Upon arriving at the scene, officers inspected the boxes and discovered 16 bales of suspected bhang, weighing 40 kilogrammes. The narcotics were seized as exhibits, and investigations were launched to establish the identity and whereabouts of the motorcycle rider.

Yet locals say the trade always resurfaces within days after such raids. “It is like cutting grass; you burn one side, and next week, it grows back,” says Mary Kaveza, a resident of Luanda. Concerns have been that the sale also targets university students especially at Maseno. Churches, too, have not been spared.
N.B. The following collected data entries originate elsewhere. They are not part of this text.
//! Set semantics for `Task::assignee_ids`.
//!
//! Each mutation is a read-modify-write of the JSON array; concurrent writers
//! resolve as last write wins. Stored entries that are not member uuids
//! (carried over from the legacy comma-joined column) survive `add` and
//! `remove` untouched and are only dropped by `replace_assignees`.

use std::collections::BTreeSet;

use chrono::Utc;
use sea_orm::{
    ActiveModelTrait, ConnectionTrait, JsonValue, Set, TransactionSession, TransactionTrait,
};
use uuid::Uuid;

use super::{
    error::DomainError,
    ids,
    member::Member,
    task::Task,
    workspace::{Workspace, WorkspaceScope},
};
use crate::{
    entities::task,
    events::EVENT_TASK_UPDATED,
    policy::{self, Lookup},
};

/// The stored assignee array, read once per mutation.
#[derive(Debug, Clone, PartialEq, Eq)]
struct StoredAssignees {
    members: BTreeSet<Uuid>,
    legacy: Vec<String>,
}

impl StoredAssignees {
    fn read(value: &JsonValue) -> Self {
        let (members, legacy) = ids::split_ids(value);
        Self {
            members: members.into_iter().collect(),
            legacy,
        }
    }

    /// Member uuids in sorted order, then legacy entries as stored.
    fn to_json(&self) -> JsonValue {
        JsonValue::Array(
            self.members
                .iter()
                .map(|id| JsonValue::String(id.to_string()))
                .chain(self.legacy.iter().cloned().map(JsonValue::String))
                .collect(),
        )
    }
}

impl Task {
    /// Deduplicates and sorts `member_ids`, rejecting the first id that is not
    /// a current member of the workspace.
    pub(crate) async fn validated_assignees<C: ConnectionTrait>(
        db: &C,
        scope: WorkspaceScope,
        member_ids: &[Uuid],
    ) -> Result<Vec<Uuid>, DomainError> {
        let wanted: BTreeSet<Uuid> = member_ids.iter().copied().collect();
        let ids: Vec<Uuid> = wanted.into_iter().collect();
        let current: BTreeSet<Uuid> = Member::current_members(db, scope.row_id, &ids)
            .await?
            .into_iter()
            .map(|model| model.uuid)
            .collect();

        if let Some(missing) = member_ids.iter().find(|id| !current.contains(id)) {
            return Err(DomainError::validation(
                "assignee_ids",
                format!("{missing} is not a member of this workspace"),
            ));
        }
        Ok(ids)
    }

    async fn write_assignees<C>(
        db: &C,
        scope: WorkspaceScope,
        record: task::Model,
        assignees: &StoredAssignees,
    ) -> Result<Self, DomainError>
    where
        C: ConnectionTrait + TransactionTrait,
    {
        let tx = db.begin().await?;
        let mut active: task::ActiveModel = record.into();
        active.assignee_ids = Set(assignees.to_json());
        active.updated_at = Set(Utc::now());
        let model = active.update(&tx).await?;
        Self::record_event(&tx, EVENT_TASK_UPDATED, scope, &model).await?;
        tx.commit().await?;

        tracing::debug!(
            task_id = %model.uuid,
            assignees = assignees.members.len(),
            legacy = assignees.legacy.len(),
            "Updated assignees"
        );
        Self::from_model(db, scope.id, model).await
    }

    /// Ensures `member_id` is assigned. Assigning a member twice writes
    /// nothing.
    pub async fn add_assignee<C>(
        db: &C,
        workspace_id: Uuid,
        task_id: Uuid,
        member_id: Uuid,
    ) -> Result<Self, DomainError>
    where
        C: ConnectionTrait + TransactionTrait,
    {
        let scope = Workspace::scope(db, workspace_id).await?;
        let record =
            policy::find_in_workspace::<task::Entity, _>(db, scope.row_id, task_id, Lookup::Live)
                .await?;
        Member::require_current(db, scope, member_id).await?;

        let mut assignees = StoredAssignees::read(&record.assignee_ids);
        if !assignees.members.insert(member_id) {
            return Self::from_model(db, workspace_id, record).await;
        }
        Self::write_assignees(db, scope, record, &assignees).await
    }

    /// Ensures `member_id` is not assigned. Removing an absent member writes
    /// nothing.
    pub async fn remove_assignee<C>(
        db: &C,
        workspace_id: Uuid,
        task_id: Uuid,
        member_id: Uuid,
    ) -> Result<Self, DomainError>
    where
        C: ConnectionTrait + TransactionTrait,
    {
        let scope = Workspace::scope(db, workspace_id).await?;
        let record =
            policy::find_in_workspace::<task::Entity, _>(db, scope.row_id, task_id, Lookup::Live)
                .await?;

        let mut assignees = StoredAssignees::read(&record.assignee_ids);
        if !assignees.members.remove(&member_id) {
            return Self::from_model(db, workspace_id, record).await;
        }
        Self::write_assignees(db, scope, record, &assignees).await
    }

    /// Replaces the whole assignee set, legacy entries included. Every id is
    /// validated before anything is written.
    pub async fn replace_assignees<C>(
        db: &C,
        workspace_id: Uuid,
        task_id: Uuid,
        member_ids: &[Uuid],
    ) -> Result<Self, DomainError>
    where
        C: ConnectionTrait + TransactionTrait,
    {
        let scope = Workspace::scope(db, workspace_id).await?;
        let record =
            policy::find_in_workspace::<task::Entity, _>(db, scope.row_id, task_id, Lookup::Live)
                .await?;
        let assignees = StoredAssignees {
            members: Self::validated_assignees(db, scope, member_ids)
                .await?
                .into_iter()
                .collect(),
            legacy: Vec::new(),
        };

        if StoredAssignees::read(&record.assignee_ids) == assignees {
            return Self::from_model(db, workspace_id, record).await;
        }
        Self::write_assignees(db, scope, record, &assignees).await
    }
}

#[cfg(test)]
mod tests {
    use serde_json::json;

    use super::*;
    use crate::{
        fixtures::{Ctx, add_member, named_list, named_space, named_task, seed_workspace},
        models::{event_outbox::EventOutbox, member::Member},
    };

    async fn task_fixture(
        db: &sea_orm::DatabaseConnection,
        ctx: &Ctx,
    ) -> Task {
        let space = named_space(db, ctx, "Eng").await;
        let list = named_list(db, ctx, space.id, "Sprint").await;
        named_task(db, ctx, list.id, "Pair up").await
    }

    #[tokio::test]
    async fn adding_twice_keeps_one_entry() {
        let db = test_support::memory_db().await;
        let ctx = seed_workspace(&db).await;
        let alice = add_member(&db, &ctx, "Alice").await;
        let task = task_fixture(&db, &ctx).await;

        let once = Task::add_assignee(&db, ctx.workspace_id, task.id, alice.id)
            .await
            .unwrap();
        let events = EventOutbox::fetch_unpublished(&db, 100).await.unwrap().len();
        let twice = Task::add_assignee(&db, ctx.workspace_id, task.id, alice.id)
            .await
            .unwrap();

        assert_eq!(once.assignee_ids, vec![alice.id]);
        assert_eq!(twice.assignee_ids, vec![alice.id]);
        assert_eq!(twice.updated_at, once.updated_at);
        assert_eq!(
            EventOutbox::fetch_unpublished(&db, 100).await.unwrap().len(),
            events
        );
    }

    #[tokio::test]
    async fn removing_is_idempotent() {
        let db = test_support::memory_db().await;
        let ctx = seed_workspace(&db).await;
        let alice = add_member(&db, &ctx, "Alice").await;
        let bob = add_member(&db, &ctx, "Bob").await;
        let task = task_fixture(&db, &ctx).await;
        Task::replace_assignees(&db, ctx.workspace_id, task.id, &[alice.id, bob.id])
            .await
            .unwrap();

        let after = Task::remove_assignee(&db, ctx.workspace_id, task.id, alice.id)
            .await
            .unwrap();
        assert_eq!(after.assignee_ids, vec![bob.id]);
        let again = Task::remove_assignee(&db, ctx.workspace_id, task.id, alice.id)
            .await
            .unwrap();
        assert_eq!(again.assignee_ids, vec![bob.id]);

        let emptied = Task::remove_assignee(&db, ctx.workspace_id, task.id, bob.id)
            .await
            .unwrap();
        assert!(emptied.assignee_ids.is_empty());
    }

    #[tokio::test]
    async fn non_members_cannot_be_assigned() {
        let db = test_support::memory_db().await;
        let ctx = seed_workspace(&db).await;
        let alice = add_member(&db, &ctx, "Alice").await;
        let gone = add_member(&db, &ctx, "Gone").await;
        Member::remove(&db, ctx.workspace_id, gone.id).await.unwrap();
        let task = task_fixture(&db, &ctx).await;

        let err = Task::add_assignee(&db, ctx.workspace_id, task.id, gone.id)
            .await
            .unwrap_err();
        assert!(matches!(err, DomainError::NotFound { entity: "member", .. }));

        let stranger = Uuid::new_v4();
        let err = Task::replace_assignees(&db, ctx.workspace_id, task.id, &[alice.id, stranger])
            .await
            .unwrap_err();
        match err {
            DomainError::ValidationFailed { field, reason } => {
                assert_eq!(field, "assignee_ids");
                assert!(reason.contains(&stranger.to_string()));
            }
            other => panic!("unexpected error: {other:?}"),
        }
        let unchanged = Task::find_by_id(&db, ctx.workspace_id, task.id).await.unwrap();
        assert!(unchanged.assignee_ids.is_empty());
    }

    #[tokio::test]
    async fn replace_collapses_duplicates() {
        let db = test_support::memory_db().await;
        let ctx = seed_workspace(&db).await;
        let alice = add_member(&db, &ctx, "Alice").await;
        let bob = add_member(&db, &ctx, "Bob").await;
        let task = task_fixture(&db, &ctx).await;

        let replaced =
            Task::replace_assignees(&db, ctx.workspace_id, task.id, &[bob.id, alice.id, bob.id])
                .await
                .unwrap();
        let mut expected = vec![alice.id, bob.id];
        expected.sort();
        assert_eq!(replaced.assignee_ids, expected);

        let cleared = Task::replace_assignees(&db, ctx.workspace_id, task.id, &[])
            .await
            .unwrap();
        assert!(cleared.assignee_ids.is_empty());
    }

    async fn stored_assignees(db: &sea_orm::DatabaseConnection, ctx: &Ctx, task_id: Uuid) -> JsonValue {
        let scope = Workspace::scope(db, ctx.workspace_id).await.unwrap();
        policy::find_in_workspace::<task::Entity, _>(db, scope.row_id, task_id, Lookup::Live)
            .await
            .unwrap()
            .assignee_ids
    }

    #[tokio::test]
    async fn legacy_entries_survive_add_and_remove() {
        let db = test_support::memory_db().await;
        let ctx = seed_workspace(&db).await;
        let alice = add_member(&db, &ctx, "Alice").await;
        let task = task_fixture(&db, &ctx).await;

        let scope = Workspace::scope(&db, ctx.workspace_id).await.unwrap();
        let record =
            policy::find_in_workspace::<task::Entity, _>(&db, scope.row_id, task.id, Lookup::Live)
                .await
                .unwrap();
        let mut active: task::ActiveModel = record.into();
        active.assignee_ids = Set(json!(["a", "b"]));
        active.update(&db).await.unwrap();

        let before = Task::find_by_id(&db, ctx.workspace_id, task.id).await.unwrap();
        assert!(before.assignee_ids.is_empty());
        assert_eq!(before.legacy_assignee_ids, vec!["a", "b"]);

        let added = Task::add_assignee(&db, ctx.workspace_id, task.id, alice.id)
            .await
            .unwrap();
        assert_eq!(added.assignee_ids, vec![alice.id]);
        assert_eq!(added.legacy_assignee_ids, vec!["a", "b"]);
        assert_eq!(
            stored_assignees(&db, &ctx, task.id).await,
            json!([alice.id.to_string(), "a", "b"])
        );

        let removed = Task::remove_assignee(&db, ctx.workspace_id, task.id, alice.id)
            .await
            .unwrap();
        assert!(removed.assignee_ids.is_empty());
        assert_eq!(stored_assignees(&db, &ctx, task.id).await, json!(["a", "b"]));

        // An empty replacement still differs from a set holding legacy ids.
        let replaced = Task::replace_assignees(&db, ctx.workspace_id, task.id, &[])
            .await
            .unwrap();
        assert!(replaced.legacy_assignee_ids.is_empty());
        assert_eq!(stored_assignees(&db, &ctx, task.id).await, json!([]));
    }

    #[tokio::test]
    async fn assignee_write_and_event_commit_together() {
        let db = test_support::memory_db().await;
        let ctx = seed_workspace(&db).await;
        let alice = add_member(&db, &ctx, "Alice").await;
        let task = task_fixture(&db, &ctx).await;

        db.execute_unprepared("DROP TABLE event_outbox").await.unwrap();
        assert!(
            Task::add_assignee(&db, ctx.workspace_id, task.id, alice.id)
                .await
                .is_err()
        );
        let unchanged = Task::find_by_id(&db, ctx.workspace_id, task.id).await.unwrap();
        assert!(unchanged.assignee_ids.is_empty());
    }

    #[tokio::test]
    async fn trashed_tasks_cannot_be_assigned() {
        let db = test_support::memory_db().await;
        let ctx = seed_workspace(&db).await;
        let alice = add_member(&db, &ctx, "Alice").await;
        let task = task_fixture(&db, &ctx).await;
        Task::trash(&db, ctx.workspace_id, task.id).await.unwrap();

        let err = Task::add_assignee(&db, ctx.workspace_id, task.id, alice.id)
            .await
            .unwrap_err();
        assert!(matches!(err, DomainError::NotFound { entity: "task", .. }));
    }
}
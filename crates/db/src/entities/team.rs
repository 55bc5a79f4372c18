use sea_orm::entity::prelude::*;

use crate::{
    policy::{Activatable, Identified, Scoped, SoftDeletable},
    query::Listable,
};

#[derive(Clone, Debug, PartialEq, Eq, DeriveEntityModel)]
#[sea_orm(table_name = "teams")]
pub struct Model {
    #[sea_orm(primary_key)]
    pub id: i64,
    pub uuid: Uuid,
    pub workspace_id: i64,
    pub name: String,
    pub description: Option<String>,
    pub lead_member_id: Option<i64>,
    pub is_active: bool,
    pub is_deleted: bool,
    pub created_at: DateTimeUtc,
    pub updated_at: DateTimeUtc,
}

#[derive(Copy, Clone, Debug, EnumIter, DeriveRelation)]
pub enum Relation {}

impl ActiveModelBehavior for ActiveModel {}

impl Identified for Entity {
    const NAME: &'static str = "team";

    fn id_column() -> Column {
        Column::Id
    }

    fn uuid_column() -> Column {
        Column::Uuid
    }
}

impl Scoped for Entity {
    fn workspace_column() -> Column {
        Column::WorkspaceId
    }
}

impl SoftDeletable for Entity {
    fn deleted_column() -> Column {
        Column::IsDeleted
    }

    fn updated_at_column() -> Column {
        Column::UpdatedAt
    }
}

impl Activatable for Entity {
    fn active_column() -> Column {
        Column::IsActive
    }
}

impl Listable for Entity {
    fn search_columns() -> &'static [Column] {
        &[Column::Name, Column::Description]
    }

    fn sortable_columns() -> &'static [Column] {
        &[
            Column::Name,
            Column::IsActive,
            Column::CreatedAt,
            Column::UpdatedAt,
        ]
    }

    fn created_at_column() -> Column {
        Column::CreatedAt
    }
}
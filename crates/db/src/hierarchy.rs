//! Parent validation for writes that attach a row to another row.
//!
//! Soft delete does not cascade: a trashed Space keeps its Lists and Tasks
//! untouched, but nothing new may be attached under it.

use sea_orm::{ColumnTrait, ConnectionTrait, EntityTrait, QueryFilter, QuerySelect};
use uuid::Uuid;

use crate::{
    entities::{list, space, task},
    models::error::DomainError,
    policy::{Identified, SoftDeletable},
};

/// Resolves `parent` to its row id, provided it is a live row of
/// `workspace_id`.
pub async fn require_parent<E, C>(
    db: &C,
    workspace_id: i64,
    parent: Uuid,
) -> Result<i64, DomainError>
where
    E: SoftDeletable,
    C: ConnectionTrait,
{
    E::find()
        .select_only()
        .column(E::id_column())
        .filter(E::uuid_column().eq(parent))
        .filter(E::workspace_column().eq(workspace_id))
        .filter(E::deleted_column().eq(false))
        .into_tuple::<i64>()
        .one(db)
        .await?
        .ok_or_else(|| DomainError::invalid_parent(E::NAME, parent))
}

/// Row ids for the optional list/space scope of a checklist item.
#[derive(Debug, Clone, Copy, Default, PartialEq, Eq)]
pub struct ChecklistScope {
    pub space_id: Option<i64>,
    pub list_id: Option<i64>,
}

/// Validates the optional scope of a checklist item against its task: the
/// list must be the task's list and the space must be that list's space.
pub async fn checklist_scope<C: ConnectionTrait>(
    db: &C,
    task: &task::Model,
    space_id: Option<Uuid>,
    list_id: Option<Uuid>,
) -> Result<ChecklistScope, DomainError> {
    let mut scope = ChecklistScope::default();

    if let Some(list_uuid) = list_id {
        let list_row_id = require_parent::<list::Entity, _>(db, task.workspace_id, list_uuid).await?;
        if list_row_id != task.list_id {
            return Err(DomainError::invalid_parent(list::Entity::NAME, list_uuid));
        }
        scope.list_id = Some(list_row_id);
    }

    if let Some(space_uuid) = space_id {
        let space_row_id =
            require_parent::<space::Entity, _>(db, task.workspace_id, space_uuid).await?;
        let task_space_id: Option<i64> = list::Entity::find_by_id(task.list_id)
            .select_only()
            .column(list::Column::SpaceId)
            .into_tuple()
            .one(db)
            .await?;
        if task_space_id != Some(space_row_id) {
            return Err(DomainError::invalid_parent(space::Entity::NAME, space_uuid));
        }
        scope.space_id = Some(space_row_id);
    }

    Ok(scope)
}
In 2023 and 2024, thieves broke into Emukhuyu Salvation Army and Emukhuyu Pentecostal Assemblies of God (PAG), stealing cables, curtains and furniture.

In one case, the gang defiled the altar by answering the call of nature there, while also roasting stolen green maize inside the church, using the holy flagpost as firewood.

Captain Joyce Anzaye of the Salvation Army called the incident deeply disturbing and blamed it on eroded morals and possible use of drugs among the youths.

“The thieves didn’t just want property; they wanted to ridicule us, making you wonder if they were under the influence,” she said.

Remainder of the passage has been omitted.